Task description -> Each line in the entries that has the word "images" has to be copied.

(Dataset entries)
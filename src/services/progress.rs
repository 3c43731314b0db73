//! Progress reporting service
//!
//! This module separates progress reporting concerns from the batch runner,
//! allowing different frontends (CLI progress bars, channels feeding a UI,
//! plain logs) to implement their own progress handling.

use crate::batch::BatchSummary;
use instant::Instant;
use tokio::sync::mpsc::UnboundedSender;

/// Kind of batch being reported on
#[derive(Debug, Clone, Copy, PartialEq, Eq)]
pub enum BatchKind {
    /// Background removal over a list of source images
    BackgroundRemoval,
    /// Layout compositing over the representative pool
    Compositing,
}

impl BatchKind {
    /// Get a human-readable description of the batch kind
    #[must_use]
    pub fn description(self) -> &'static str {
        match self {
            BatchKind::BackgroundRemoval => "Removing backgrounds",
            BatchKind::Compositing => "Generating image set",
        }
    }
}

/// Progress update emitted around each batch item
#[derive(Debug, Clone)]
pub struct ProgressUpdate {
    /// Kind of batch the update belongs to
    pub kind: BatchKind,
    /// Zero-based index of the item the update refers to
    pub index: usize,
    /// Total number of items in the batch
    pub total: usize,
    /// Completed fraction in `[0.0, 1.0]`
    pub fraction: f32,
    /// Item name (output file name)
    pub item: String,
    /// Elapsed time since the batch started (milliseconds)
    pub elapsed_ms: u64,
    /// Estimated time remaining (milliseconds, if available)
    pub eta_ms: Option<u64>,
}

impl ProgressUpdate {
    /// Progress as an integer percentage
    #[must_use]
    pub fn percent(&self) -> u8 {
        (self.fraction.clamp(0.0, 1.0) * 100.0).floor() as u8
    }
}

/// Trait for reporting progress during batch operations
pub trait ProgressReporter: Send + Sync {
    /// Report a progress update
    fn report_progress(&self, update: ProgressUpdate);

    /// Report the PNG-encoded preview of the first successful item
    fn report_preview(&self, _png: &[u8]) {}

    /// Report a per-item error that was skipped
    fn report_error(&self, item: &str, error: &str);

    /// Report batch completion
    fn report_completion(&self, summary: &BatchSummary);
}

/// No-op progress reporter that discards all progress updates
pub struct NoOpProgressReporter;

impl ProgressReporter for NoOpProgressReporter {
    fn report_progress(&self, _update: ProgressUpdate) {}

    fn report_error(&self, _item: &str, _error: &str) {}

    fn report_completion(&self, _summary: &BatchSummary) {}
}

/// Console progress reporter that logs progress through `log`
pub struct ConsoleProgressReporter {
    verbose: bool,
}

impl ConsoleProgressReporter {
    /// Create a new console progress reporter
    #[must_use]
    pub fn new(verbose: bool) -> Self {
        Self { verbose }
    }
}

impl ProgressReporter for ConsoleProgressReporter {
    fn report_progress(&self, update: ProgressUpdate) {
        if self.verbose {
            if let Some(eta) = update.eta_ms {
                log::info!(
                    "[{}%] {} {} ({}ms elapsed, ~{}ms remaining)",
                    update.percent(),
                    update.kind.description(),
                    update.item,
                    update.elapsed_ms,
                    eta
                );
            } else {
                log::info!(
                    "[{}%] {} {} ({}ms elapsed)",
                    update.percent(),
                    update.kind.description(),
                    update.item,
                    update.elapsed_ms
                );
            }
        } else {
            log::info!("[{}%] {}", update.percent(), update.item);
        }
    }

    fn report_error(&self, item: &str, error: &str) {
        log::error!("❌ {}: {}", item, error);
    }

    fn report_completion(&self, summary: &BatchSummary) {
        log::info!(
            "✅ {} images saved to {}",
            summary.succeeded,
            summary.output_dir.display()
        );
    }
}

/// Events forwarded by [`ChannelProgressReporter`]
#[derive(Debug, Clone)]
pub enum BatchEvent {
    Progress(ProgressUpdate),
    Preview(Vec<u8>),
    ItemFailed { item: String, error: String },
    Completed(BatchSummary),
}

/// Reporter that forwards every event to an unbounded channel
///
/// Lets an interactive caller observe a batch running on a blocking thread.
pub struct ChannelProgressReporter {
    sender: UnboundedSender<BatchEvent>,
}

impl ChannelProgressReporter {
    #[must_use]
    pub fn new(sender: UnboundedSender<BatchEvent>) -> Self {
        Self { sender }
    }

    fn send(&self, event: BatchEvent) {
        // The receiver may have been dropped; the batch keeps going regardless.
        if self.sender.send(event).is_err() {
            log::trace!("Progress receiver dropped");
        }
    }
}

impl ProgressReporter for ChannelProgressReporter {
    fn report_progress(&self, update: ProgressUpdate) {
        self.send(BatchEvent::Progress(update));
    }

    fn report_preview(&self, png: &[u8]) {
        self.send(BatchEvent::Preview(png.to_vec()));
    }

    fn report_error(&self, item: &str, error: &str) {
        self.send(BatchEvent::ItemFailed {
            item: item.to_string(),
            error: error.to_string(),
        });
    }

    fn report_completion(&self, summary: &BatchSummary) {
        self.send(BatchEvent::Completed(summary.clone()));
    }
}

/// Tracks batch timing and turns item positions into [`ProgressUpdate`]s
pub struct ProgressTracker<'a> {
    reporter: &'a dyn ProgressReporter,
    kind: BatchKind,
    total: usize,
    start_time: Instant,
}

impl<'a> ProgressTracker<'a> {
    /// Create a new progress tracker for a batch of `total` items
    #[must_use]
    pub fn new(reporter: &'a dyn ProgressReporter, kind: BatchKind, total: usize) -> Self {
        Self {
            reporter,
            kind,
            total,
            start_time: Instant::now(),
        }
    }

    /// Report that `completed` of `total` items are done, naming the current item
    pub fn report(&self, index: usize, completed: usize, item: &str) {
        let elapsed_ms = self.elapsed_ms();
        let fraction = if self.total == 0 {
            1.0
        } else {
            completed as f32 / self.total as f32
        };
        let eta_ms = if completed > 0 && completed < self.total {
            let per_item = elapsed_ms / completed as u64;
            Some(per_item * (self.total - completed) as u64)
        } else {
            None
        };

        self.reporter.report_progress(ProgressUpdate {
            kind: self.kind,
            index,
            total: self.total,
            fraction,
            item: item.to_string(),
            elapsed_ms,
            eta_ms,
        });
    }

    pub fn report_preview(&self, png: &[u8]) {
        self.reporter.report_preview(png);
    }

    pub fn report_error(&self, item: &str, error: &str) {
        self.reporter.report_error(item, error);
    }

    pub fn report_completion(&self, summary: &BatchSummary) {
        self.reporter.report_completion(summary);
    }

    /// Get the elapsed time since tracking started
    #[must_use]
    pub fn elapsed_ms(&self) -> u64 {
        self.start_time.elapsed().as_millis() as u64
    }
}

Answer to this exercise ->
    /// Background removal over a list of source images
            "✅ {} images saved to {}",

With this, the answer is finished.